The Father is “in heaven.” The entire Lord’s Prayer can be read in light of this phrase. If the Father is “in heaven,” the dominant concern of the Lord’s Prayer is that God’s will “be done on earth as it is in heaven.” We look forward to that future day when Christ will return, making all things new. The Lord’s Prayer is defined by this future hope in two related ways. Some parts of the prayer call for Christ to return quickly and for God to complete his work in the world. Other petitions focus on the time up until Christ comes, praying for glimpses of heavenly life even now on earth.

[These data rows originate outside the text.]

// Copyright 2024 FastLabs Developers
//
// Licensed under the Apache License, Version 2.0 (the "License");
// you may not use this file except in compliance with the License.
// You may obtain a copy of the License at
//
//     http://www.apache.org/licenses/LICENSE-2.0
//
// Unless required by applicable law or agreed to in writing, software
// distributed under the License is distributed on an "AS IS" BASIS,
// WITHOUT WARRANTIES OR CONDITIONS OF ANY KIND, either express or implied.
// See the License for the specific language governing permissions and
// limitations under the License.

use std::fmt;
use std::io;
use std::io::Write;

use crate::Error;
use crate::trap::Trap;

const PREFIX: &str = "riemann-appender";

/// A trap that writes one line per diagnostic to standard error.
///
/// Errors are rendered as `riemann-appender ERROR [kind] message (...)`, notices as
/// `riemann-appender INFO message`. Write failures are ignored.
#[derive(Debug, Default)]
#[non_exhaustive]
pub struct DefaultTrap {}

impl Trap for DefaultTrap {
    fn trap(&self, err: &Error) {
        write_line(&mut io::stderr().lock(), "ERROR", err);
    }

    fn notice(&self, message: &str) {
        write_line(&mut io::stderr().lock(), "INFO", message);
    }
}

fn write_line(w: &mut impl Write, severity: &str, line: impl fmt::Display) {
    let _ = writeln!(w, "{PREFIX} {severity} {line}");
}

These twin concerns–the heavenly future and the earthly present–lie behind even those phrases that seem concerned with other things, like the next petition, “Hallowed be thy name.” Asking God to make his name hallowed, or holy (agiastheto), is specifically a call for God to renew the world. In Ezekiel 36:23, God complains that his name has been profaned among the nations and that Israel has caused his name to be derided and mocked. When he promises to correct the errors of all humanity, God says, “I will hallow (agiaso) my name.” Praying for God’s name to be “hallowed” will thus lead us also to pray the next petition: “Thy kingdom come, thy will be done, on earth as it is in heaven.”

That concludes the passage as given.